2020 is a special year for the women’s rights movement.
“This is the 100th year of us getting the right to vote, and we’re so glad that we have used that collective power that we gained 100 years ago,” National Organization for Women's local chapter president Sarah Timmerman said.
It’s also Susan B. Anthony’s 200th birthday this year.
“They would be so thrilled to see what’s happened in that 100 years, and of course Susan B. Anthony on her 200th birthday would be so pleased to see what has changed,” Rochester resident Pat Iannuzzi said.
And Virginia just became the 38th state to ratify the Equal Rights Amendment, meaning equal legal rights for all U.S. citizens regardless of sex could be something soon expressly codified in the U.S. Constitution.

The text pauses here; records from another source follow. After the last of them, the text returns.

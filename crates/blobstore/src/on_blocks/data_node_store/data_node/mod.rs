mod data_inner_node;
mod data_leaf_node;
#[allow(clippy::module_inception)]
mod data_node;

pub use data_inner_node::DataInnerNode;
pub use data_leaf_node::DataLeafNode;
pub(super) use data_leaf_node::serialize_leaf_node;
pub use data_node::DataNode;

“It will actually put us on true Constitutional footing, to say that women are equal with men for equal pay, and a variety of other things that are currently not equal in our country,” CEO for Planned Parenthood in Western and Central New York Michelle Casey said.

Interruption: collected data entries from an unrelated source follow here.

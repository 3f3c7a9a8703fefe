use super::HashMapOwnedGuard;
use std::fmt::{self, Debug};
use std::marker::PhantomData;

use super::cache_entry::BlockCacheEntry;
use super::write_back::{self, WriteBackSender};
use crate::low_level::BlockStore;
use crate::BlockId;
use blocktree_utils::data::Data;

/// A loaded block. Nobody else can load, overwrite or remove this block while the [Block]
/// instance is alive.
///
/// Dropping the [Block] releases it. If it was modified, it stays locked until its new
/// content is written to the base store.
pub struct Block<B: BlockStore + Send + Sync + 'static> {
    // Only None after into_cache_entry
    cache_entry: Option<HashMapOwnedGuard<BlockId, BlockCacheEntry>>,
    write_back: WriteBackSender,
    _base_store: PhantomData<fn() -> B>,
}

impl<B: BlockStore + Send + Sync + 'static> Block<B> {
    pub(super) fn new(
        cache_entry: HashMapOwnedGuard<BlockId, BlockCacheEntry>,
        write_back: WriteBackSender,
    ) -> Self {
        assert!(
            cache_entry.value().is_some(),
            "A block can only be created for an existing cache entry"
        );
        Self {
            cache_entry: Some(cache_entry),
            write_back,
            _base_store: PhantomData,
        }
    }

    #[inline]
    pub fn block_id(&self) -> &BlockId {
        self._guard().key()
    }

    #[inline]
    pub fn data(&self) -> &Data {
        self._entry().data()
    }

    /// Gives write access and marks the block dirty.
    #[inline]
    pub fn data_mut(&mut self) -> &mut Data {
        self._entry_mut().data_mut()
    }

    pub fn resize(&mut self, new_size: usize) {
        self._entry_mut().resize(new_size);
    }

    fn _guard(&self) -> &HashMapOwnedGuard<BlockId, BlockCacheEntry> {
        self.cache_entry
            .as_ref()
            .expect("Block was already released")
    }

    pub(super) fn _entry(&self) -> &BlockCacheEntry {
        self._guard()
            .value()
            .expect("An existing block cannot have a None cache entry")
    }

    pub(super) fn _entry_mut(&mut self) -> &mut BlockCacheEntry {
        self.cache_entry
            .as_mut()
            .expect("Block was already released")
            .value_mut()
            .expect("An existing block cannot have a None cache entry")
    }

    /// Take the lock out without writing anything back.
    pub(super) fn into_cache_entry(mut self) -> HashMapOwnedGuard<BlockId, BlockCacheEntry> {
        self.cache_entry
            .take()
            .expect("Block was already released")
    }
}

impl<B: BlockStore + Send + Sync + 'static> Drop for Block<B> {
    fn drop(&mut self) {
        if let Some(cache_entry) = self.cache_entry.take() {
            write_back::release(cache_entry, &self.write_back);
        }
    }
}

impl<B: BlockStore + Send + Sync + 'static> Debug for Block<B> {
    fn fmt(&self, f: &mut fmt::Formatter<'_>) -> fmt::Result {
        f.debug_struct("Block")
            .field("block_id", self.block_id())
            .field("state", &self._entry().state())
            .field("len", &self.data().len())
            .finish()
    }
}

But while there’s a lot of progress to be happy about, Timmerman says there is still a lot of work left to be done.
“[Abortion is] not what it’s become of this political nonsense; it’s just a health care procedure," Timmerman said. "We are also pushing for increased access to sex education, birth control, and family planning services."
And that’s why celebrating the 47th anniversary of Roe v. Wade also means discussing what’s left to be done for women’s health care rights in the country.
“I was around before Roe v. Wade, so I can remember what kind of situation that was, and I think it’s definitely something we need to preserve,” Iannuzzi said.
Highland Family Planning and Rochester Sexual & Reproductive Justice Task Force spoke about this issue, as well as Rep. Joe Morelle and Casey.
“We’re not focusing on any men’s health care for legislative action, which just shows the difference of how it’s treated," Casey said. "And the bottom line is: trust women.”
So in 2020, the women’s right movement continues to march forward.
“We’re excited for the year to come, all the celebrations locally in Rochester to celebrate 100 years to vote, and we’ll just keep on fighting to demand our rights,” Timmerman said.